▶ **Instructions to follow**:
Within the data below, find the string "Steps" and return each line where it occurs.

▶ **Dataset records**:
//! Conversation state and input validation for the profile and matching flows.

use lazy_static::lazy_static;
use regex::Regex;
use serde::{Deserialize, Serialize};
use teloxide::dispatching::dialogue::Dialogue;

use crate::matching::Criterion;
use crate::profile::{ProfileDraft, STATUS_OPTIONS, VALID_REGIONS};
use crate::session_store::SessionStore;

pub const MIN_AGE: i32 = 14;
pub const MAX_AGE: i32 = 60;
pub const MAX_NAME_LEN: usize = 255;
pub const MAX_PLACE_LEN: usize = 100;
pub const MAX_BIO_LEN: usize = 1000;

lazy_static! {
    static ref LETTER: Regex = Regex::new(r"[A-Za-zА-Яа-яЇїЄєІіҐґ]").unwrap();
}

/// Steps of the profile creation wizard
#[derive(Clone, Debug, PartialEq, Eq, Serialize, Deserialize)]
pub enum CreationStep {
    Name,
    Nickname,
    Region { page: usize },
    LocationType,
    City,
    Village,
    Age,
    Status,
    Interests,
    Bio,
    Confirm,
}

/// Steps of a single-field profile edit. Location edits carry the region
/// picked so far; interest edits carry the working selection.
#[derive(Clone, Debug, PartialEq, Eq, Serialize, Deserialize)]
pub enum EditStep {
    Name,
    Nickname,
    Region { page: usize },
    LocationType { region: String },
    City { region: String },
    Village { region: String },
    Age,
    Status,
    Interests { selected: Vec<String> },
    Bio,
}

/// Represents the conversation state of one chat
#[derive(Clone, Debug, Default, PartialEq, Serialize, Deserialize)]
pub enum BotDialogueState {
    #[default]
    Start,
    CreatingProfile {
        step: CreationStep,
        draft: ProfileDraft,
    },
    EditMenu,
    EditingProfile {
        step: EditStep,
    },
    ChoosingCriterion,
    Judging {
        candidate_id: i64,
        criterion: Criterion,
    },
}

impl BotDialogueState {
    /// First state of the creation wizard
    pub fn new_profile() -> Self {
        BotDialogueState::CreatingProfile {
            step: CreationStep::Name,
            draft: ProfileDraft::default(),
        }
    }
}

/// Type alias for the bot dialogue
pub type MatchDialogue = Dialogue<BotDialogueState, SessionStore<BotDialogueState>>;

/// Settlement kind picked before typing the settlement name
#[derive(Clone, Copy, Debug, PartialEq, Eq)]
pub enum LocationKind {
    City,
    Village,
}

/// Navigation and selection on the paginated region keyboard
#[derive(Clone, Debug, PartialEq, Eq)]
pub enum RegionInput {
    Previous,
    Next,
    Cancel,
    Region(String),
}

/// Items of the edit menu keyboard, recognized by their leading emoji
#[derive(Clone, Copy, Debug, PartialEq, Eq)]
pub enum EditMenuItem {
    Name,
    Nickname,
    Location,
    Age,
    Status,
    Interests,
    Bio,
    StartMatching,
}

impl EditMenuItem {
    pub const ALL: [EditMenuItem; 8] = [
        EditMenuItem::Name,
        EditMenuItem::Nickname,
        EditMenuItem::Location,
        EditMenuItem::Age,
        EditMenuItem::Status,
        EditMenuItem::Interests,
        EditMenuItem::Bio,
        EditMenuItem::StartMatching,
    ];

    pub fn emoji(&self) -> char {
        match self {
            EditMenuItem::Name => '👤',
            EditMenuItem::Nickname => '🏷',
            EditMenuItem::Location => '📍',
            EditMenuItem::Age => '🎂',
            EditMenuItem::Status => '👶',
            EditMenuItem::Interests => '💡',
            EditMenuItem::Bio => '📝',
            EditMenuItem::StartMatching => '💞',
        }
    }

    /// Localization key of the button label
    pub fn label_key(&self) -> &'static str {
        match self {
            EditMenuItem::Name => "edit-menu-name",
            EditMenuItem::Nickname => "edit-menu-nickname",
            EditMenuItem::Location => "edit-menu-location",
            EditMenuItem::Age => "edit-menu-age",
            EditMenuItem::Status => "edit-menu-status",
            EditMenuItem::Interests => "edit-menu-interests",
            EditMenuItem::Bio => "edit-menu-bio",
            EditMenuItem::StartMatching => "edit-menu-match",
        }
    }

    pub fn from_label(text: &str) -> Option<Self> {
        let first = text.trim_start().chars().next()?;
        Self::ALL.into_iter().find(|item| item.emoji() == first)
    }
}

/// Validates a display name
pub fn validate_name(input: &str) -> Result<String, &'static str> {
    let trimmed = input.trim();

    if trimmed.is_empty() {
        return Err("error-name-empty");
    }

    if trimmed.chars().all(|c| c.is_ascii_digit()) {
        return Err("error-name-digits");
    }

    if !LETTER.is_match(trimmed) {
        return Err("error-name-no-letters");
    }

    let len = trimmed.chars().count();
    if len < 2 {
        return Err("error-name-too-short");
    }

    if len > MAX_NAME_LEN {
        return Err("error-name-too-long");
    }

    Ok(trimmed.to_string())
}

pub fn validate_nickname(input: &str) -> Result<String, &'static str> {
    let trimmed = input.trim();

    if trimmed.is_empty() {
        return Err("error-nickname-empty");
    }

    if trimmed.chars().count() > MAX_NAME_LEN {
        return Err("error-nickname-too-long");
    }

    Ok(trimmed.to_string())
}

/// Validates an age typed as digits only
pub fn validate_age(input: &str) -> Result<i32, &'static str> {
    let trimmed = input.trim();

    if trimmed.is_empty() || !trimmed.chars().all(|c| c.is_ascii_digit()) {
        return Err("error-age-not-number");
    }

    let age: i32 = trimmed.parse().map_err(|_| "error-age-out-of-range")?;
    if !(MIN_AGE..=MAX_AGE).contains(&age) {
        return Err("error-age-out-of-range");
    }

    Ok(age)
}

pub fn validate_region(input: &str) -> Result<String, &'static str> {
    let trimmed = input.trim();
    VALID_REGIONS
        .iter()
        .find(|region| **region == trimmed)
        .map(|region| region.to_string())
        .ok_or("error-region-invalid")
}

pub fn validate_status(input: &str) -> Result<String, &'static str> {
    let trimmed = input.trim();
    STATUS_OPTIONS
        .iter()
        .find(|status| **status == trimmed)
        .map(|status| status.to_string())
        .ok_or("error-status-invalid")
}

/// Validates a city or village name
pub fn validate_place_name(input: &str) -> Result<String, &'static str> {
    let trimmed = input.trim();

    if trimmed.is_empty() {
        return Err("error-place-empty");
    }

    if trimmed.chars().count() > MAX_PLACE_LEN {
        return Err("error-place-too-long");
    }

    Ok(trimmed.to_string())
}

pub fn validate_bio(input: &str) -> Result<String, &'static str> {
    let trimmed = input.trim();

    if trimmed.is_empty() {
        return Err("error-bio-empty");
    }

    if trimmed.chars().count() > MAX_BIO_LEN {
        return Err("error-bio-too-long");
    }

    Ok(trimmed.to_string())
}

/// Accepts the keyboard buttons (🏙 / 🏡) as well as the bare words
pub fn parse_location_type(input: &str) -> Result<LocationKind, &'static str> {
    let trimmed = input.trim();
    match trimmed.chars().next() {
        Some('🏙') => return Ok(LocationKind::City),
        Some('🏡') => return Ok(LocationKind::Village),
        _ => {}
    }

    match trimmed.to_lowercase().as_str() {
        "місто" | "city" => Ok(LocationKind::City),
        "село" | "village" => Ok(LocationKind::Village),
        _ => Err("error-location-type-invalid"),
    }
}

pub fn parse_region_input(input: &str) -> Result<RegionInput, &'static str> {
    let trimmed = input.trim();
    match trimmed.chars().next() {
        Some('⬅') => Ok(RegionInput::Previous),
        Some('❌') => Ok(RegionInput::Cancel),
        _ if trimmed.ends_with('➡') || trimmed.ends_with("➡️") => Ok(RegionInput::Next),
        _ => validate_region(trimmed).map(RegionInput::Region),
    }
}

▶ **Solution to this task**:
/// Steps of the profile creation wizard
/// Steps of a single-field profile edit. Location edits carry the region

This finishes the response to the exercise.